Stored dataset items

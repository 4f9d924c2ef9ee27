use crate::config::MAX_CRAWL_DELAY;
use crate::robots::CachedRobots;
use crate::store::UrlState;
use std::collections::{HashMap, VecDeque};
use std::time::{Duration, Instant};

/// Everything the store knows about one site
///
/// Known URLs are kept in discovery order. Pending URLs also sit in a todo
/// queue, which is usually that same order; URLs queued with priority go to
/// its front. Entries that left `Pending` since they were queued are skipped
/// when popping.
#[derive(Debug, Clone, Default)]
pub struct DomainUrls {
    /// Known URLs in discovery order
    order: Vec<String>,

    /// State of every known URL
    states: HashMap<String, UrlState>,

    /// Todo queue
    queue: VecDeque<String>,

    pending: usize,
    visited: usize,

    /// Crawl delay from robots.txt, in seconds
    pub crawl_delay: Option<f64>,

    /// Cached robots.txt rules for this site
    pub robots: Option<CachedRobots>,

    /// Earliest instant the next fetch to this site may start
    next_fetch_at: Option<Instant>,
}

impl DomainUrls {
    /// Creates an empty record
    pub fn new() -> Self {
        Self::default()
    }

    /// Returns the state of a URL, if known
    pub fn state(&self, url: &str) -> Option<UrlState> {
        self.states.get(url).copied()
    }

    /// Records a URL the first time it is seen, queueing it last if pending
    ///
    /// Returns true if the URL was new. Known URLs keep their state.
    pub fn insert(&mut self, url: String, state: UrlState) -> bool {
        if !self.record(&url, state) {
            return false;
        }
        if state.is_pending() {
            self.queue.push_back(url);
        }
        true
    }

    /// Records a batch of URLs
    ///
    /// New pending URLs flagged `front` are queued before everything already
    /// waiting, keeping their batch order; the others are queued last. With
    /// `promote`, known pending URLs of the batch are marked visited.
    ///
    /// # Returns
    ///
    /// The new URLs with the state they were given
    pub fn insert_batch(
        &mut self,
        batch: Vec<(String, UrlState, bool)>,
        promote: bool,
    ) -> Vec<(String, UrlState)> {
        let mut added = Vec::new();
        let mut front = Vec::new();

        for (url, state, to_front) in batch {
            if !self.record(&url, state) {
                if promote {
                    self.transition(&url, UrlState::Visited);
                }
                continue;
            }
            if state.is_pending() {
                if to_front {
                    front.push(url.clone());
                } else {
                    self.queue.push_back(url.clone());
                }
            }
            added.push((url, state));
        }

        for url in front.into_iter().rev() {
            self.queue.push_front(url);
        }
        added
    }

    /// Moves a URL to a new state, recording it first if unknown
    ///
    /// A URL can only leave `Pending`; requests to move a visited or excluded
    /// URL elsewhere are ignored. Returns true if anything changed.
    pub fn transition(&mut self, url: &str, state: UrlState) -> bool {
        match self.states.get(url).copied() {
            None => self.insert(url.to_string(), state),
            Some(UrlState::Pending) if state != UrlState::Pending => {
                self.count(UrlState::Pending, false);
                self.count(state, true);
                self.states.insert(url.to_string(), state);
                true
            }
            Some(_) => false,
        }
    }

    /// Takes the first pending URL and marks it visited
    pub fn pop_pending(&mut self) -> Option<String> {
        self.pop_pending_with(|_| true).map(|(url, _)| url)
    }

    /// Takes the first pending URL, marking it visited if `allowed` accepts
    /// it and excluded otherwise
    pub fn pop_pending_with(
        &mut self,
        allowed: impl FnOnce(&str) -> bool,
    ) -> Option<(String, UrlState)> {
        while let Some(url) = self.queue.pop_front() {
            if self.states.get(&url).is_some_and(UrlState::is_pending) {
                let state = if allowed(&url) {
                    UrlState::Visited
                } else {
                    UrlState::Excluded
                };
                self.transition(&url, state);
                return Some((url, state));
            }
        }
        None
    }

    /// Pending URLs in queue order
    pub fn pending_urls(&self) -> Vec<String> {
        self.queue
            .iter()
            .filter(|url| self.states.get(*url).is_some_and(UrlState::is_pending))
            .cloned()
            .collect()
    }

    /// All known URLs in discovery order
    pub fn known_urls(&self) -> Vec<String> {
        self.order.clone()
    }

    pub fn known_count(&self) -> usize {
        self.order.len()
    }

    pub fn pending_count(&self) -> usize {
        self.pending
    }

    pub fn visited_count(&self) -> usize {
        self.visited
    }

    /// Reserves the next fetch slot for this site
    ///
    /// Consecutive reservations are spaced by at least `delay`. The first
    /// reservation starts immediately.
    ///
    /// # Returns
    ///
    /// How long the caller must wait before starting its fetch
    pub fn reserve_fetch_slot(&mut self, delay: Duration, now: Instant) -> Duration {
        let start = match self.next_fetch_at {
            Some(next) if next > now => next,
            _ => now,
        };
        self.next_fetch_at = Some(start.checked_add(delay).unwrap_or(start));
        start.saturating_duration_since(now)
    }

    /// Adds an unknown URL to the known set without queueing it
    fn record(&mut self, url: &str, state: UrlState) -> bool {
        if self.states.contains_key(url) {
            return false;
        }
        self.count(state, true);
        self.states.insert(url.to_string(), state);
        self.order.push(url.to_string());
        true
    }

    fn count(&mut self, state: UrlState, add: bool) {
        let counter = match state {
            UrlState::Pending => &mut self.pending,
            UrlState::Visited => &mut self.visited,
            UrlState::Excluded => return,
        };
        if add {
            *counter += 1;
        } else {
            *counter = counter.saturating_sub(1);
        }
    }
}

/// Converts a delay in seconds to a `Duration`
///
/// Invalid values become zero, values above [`MAX_CRAWL_DELAY`] are clamped.
pub(crate) fn delay_from_secs(secs: f64) -> Duration {
    if secs.is_nan() {
        return Duration::ZERO;
    }
    Duration::try_from_secs_f64(secs.min(MAX_CRAWL_DELAY)).unwrap_or(Duration::ZERO)
}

→ **INSTRUCTIONS TO FOLLOW**
In the records above, locate every line with the string "counter" and copy it.

→ **RESULT OF THIS TASK**
        let counter = match state {
            *counter += 1;
            *counter = counter.saturating_sub(1);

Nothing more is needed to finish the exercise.